Code Description: MoiveSpider inherited Scrapy in the CrawlSpider , name , allow_domains , start_url look at the name to know what the meaning of which rules a little more complex, defines the URL crawling rules, in line with the allow regular expression of the link will be added to the Scheduler. By analyzing the paging URL /top250?start=25&filter=&type= of Douban movie Top250, we can get the following rules

Rule(SgmlLinkExtractor(allow=(r'/top250\?start=\d+.*'))),
And we really want to crawl the page is the details of each movie, such as Shawshank Redemption link for /subject/1292052/, that only the subject after the number is changed, according to the regular expression to get the following code. We need to grab the content in this type of link, so we add the callback attribute and give the Response to the parse_item function to process.

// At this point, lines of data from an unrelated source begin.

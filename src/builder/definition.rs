//! Declarative state machine definitions and their validation.

use crate::builder::error::{BuildError, DefinitionViolation};
use crate::builder::transition::TransitionBuilder;
use crate::config::AmbiguityPolicy;
use crate::core::{State, TransitionDefinition, TransitionTable};
use crate::effects::Handler;
use crate::entity::Entity;
use crate::notify::is_reserved;
use std::collections::HashMap;
use stillwater::validation::Validation;
use stillwater::NonEmptyVec;

type Check = Validation<(), NonEmptyVec<DefinitionViolation>>;

fn check(ok: bool, violation: impl FnOnce() -> DefinitionViolation) -> Check {
    if ok {
        Validation::success(())
    } else {
        Validation::fail(violation())
    }
}

/// Raw declarative input: transitions plus one handler per event name.
///
/// The initial state is not part of a definition; it is read from the
/// entity when the overlay is armed.
pub struct Definition<S: State, E, A, R> {
    transitions: Vec<TransitionDefinition<S>>,
    handlers: Vec<(String, Handler<E, A, R>)>,
}

impl<S: State, E, A, R> Definition<S, E, A, R> {
    pub fn transitions(&self) -> &[TransitionDefinition<S>] {
        &self.transitions
    }

    /// Distinct event names in first-declared order.
    pub fn event_names(&self) -> Vec<String> {
        let mut names: Vec<String> = Vec::new();
        for transition in &self.transitions {
            if !names.contains(&transition.name) {
                names.push(transition.name.clone());
            }
        }
        names
    }

    /// Check the definition, accumulating every violation.
    pub fn validate(&self, policy: AmbiguityPolicy) -> Result<(), BuildError> {
        if self.transitions.is_empty() {
            return Err(BuildError::NoTransitions);
        }

        let declared = self.event_names();
        let mut checks: Vec<Check> = Vec::new();

        for (index, transition) in self.transitions.iter().enumerate() {
            checks.push(check(!transition.name.is_empty(), || {
                DefinitionViolation::EmptyEventName { index }
            }));
            checks.push(check(!transition.from.is_empty(), || {
                DefinitionViolation::EmptySourceSet {
                    event: transition.name.clone(),
                }
            }));
        }

        for event in &declared {
            checks.push(check(!is_reserved(event), || {
                DefinitionViolation::ReservedEventName {
                    event: event.clone(),
                }
            }));
            let registered = self.handlers.iter().filter(|(name, _)| name == event).count();
            checks.push(check(registered > 0, || DefinitionViolation::MissingHandler {
                event: event.clone(),
            }));
            checks.push(check(registered < 2, || {
                DefinitionViolation::DuplicateHandler {
                    event: event.clone(),
                }
            }));
        }

        for (name, _) in &self.handlers {
            checks.push(check(declared.contains(name), || {
                DefinitionViolation::UnknownHandler {
                    event: name.clone(),
                }
            }));
        }

        let overlaps = self.overlaps();
        match policy {
            AmbiguityPolicy::Reject => {
                for (event, from) in overlaps {
                    checks.push(Validation::fail(DefinitionViolation::AmbiguousTransition {
                        event,
                        from,
                    }));
                }
            }
            AmbiguityPolicy::FirstMatch => {
                for (event, from) in overlaps {
                    tracing::warn!(
                        %event,
                        %from,
                        "Overlapping transitions; first declared candidate wins"
                    );
                }
            }
        }

        match Validation::all_vec(checks).map(|_| ()) {
            Validation::Success(()) => Ok(()),
            Validation::Failure(violations) => Err(BuildError::InvalidDefinition {
                violations: violations.iter().cloned().collect(),
            }),
        }
    }

    /// `(event, state)` pairs where more than one candidate accepts `state`.
    fn overlaps(&self) -> Vec<(String, String)> {
        let mut overlaps: Vec<(String, String)> = Vec::new();
        for (i, earlier) in self.transitions.iter().enumerate() {
            for later in self.transitions.iter().skip(i + 1) {
                if earlier.name != later.name {
                    continue;
                }
                for state in earlier.from.states() {
                    let pair = (earlier.name.clone(), state.name().to_string());
                    if later.from.matches(state) && !overlaps.contains(&pair) {
                        overlaps.push(pair);
                    }
                }
            }
        }
        overlaps
    }
}

impl<S: State, E: Entity, A: Send + 'static, R: Send + 'static> Definition<S, E, A, R> {
    /// Validate and turn the definition into an immutable table.
    pub fn compile(
        &self,
        policy: AmbiguityPolicy,
    ) -> Result<TransitionTable<S, Handler<E, A, R>>, BuildError> {
        self.validate(policy)?;

        let handlers: HashMap<String, Handler<E, A, R>> = self
            .handlers
            .iter()
            .map(|(name, handler)| (name.clone(), handler.clone()))
            .collect();

        Ok(TransitionTable::from_parts(self.transitions.clone(), handlers))
    }
}

/// Builder for constructing definitions with a fluent API.
pub struct DefinitionBuilder<S: State, E, A, R> {
    transitions: Vec<TransitionDefinition<S>>,
    handlers: Vec<(String, Handler<E, A, R>)>,
}

impl<S: State, E: Entity, A: Send + 'static, R: Send + 'static> DefinitionBuilder<S, E, A, R> {
    pub fn new() -> Self {
        Self {
            transitions: Vec::new(),
            handlers: Vec::new(),
        }
    }

    /// Add a transition using a builder.
    /// Returns an error if the builder fails validation.
    pub fn event(mut self, builder: TransitionBuilder<S>) -> Result<Self, BuildError> {
        self.transitions.push(builder.build()?);
        Ok(self)
    }

    /// Add a pre-built transition.
    pub fn transition(mut self, transition: TransitionDefinition<S>) -> Self {
        self.transitions.push(transition);
        self
    }

    /// Add multiple transitions at once.
    pub fn transitions(mut self, transitions: Vec<TransitionDefinition<S>>) -> Self {
        self.transitions.extend(transitions);
        self
    }

    /// Register the handler for `event`.
    pub fn handler(mut self, event: impl Into<String>, handler: Handler<E, A, R>) -> Self {
        self.handlers.push((event.into(), handler));
        self
    }

    /// Register a handler for `event` that succeeds with `R::default()`.
    pub fn succeeds(self, event: impl Into<String>) -> Self
    where
        R: Default,
    {
        self.handler(event, Handler::succeeds())
    }

    /// Build the definition.
    ///
    /// Structural problems are reported here; overlapping sources are only
    /// rejected when the table is compiled under [`AmbiguityPolicy::Reject`].
    pub fn build(self) -> Result<Definition<S, E, A, R>, BuildError> {
        let definition = Definition {
            transitions: self.transitions,
            handlers: self.handlers,
        };
        definition.validate(AmbiguityPolicy::FirstMatch)?;
        Ok(definition)
    }
}

impl<S: State, E: Entity, A: Send + 'static, R: Send + 'static> Default
    for DefinitionBuilder<S, E, A, R>
{
    fn default() -> Self {
        Self::new()
    }
}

Rule(SgmlLinkExtractor(allow=(r'/subject/\d+')),callback="parse_item"),
The processing logic in the parse_item function is very simple, get the code of the link that matches the condition, then grab the content according to certain rules and assign it to the item and return the Item Pipeline. To get the content of most tags without writing complex regular expressions, we can use XPath. XPath is a language for finding information in XML documents, but it can also be used in HTML. The following table lists commonly used expressions.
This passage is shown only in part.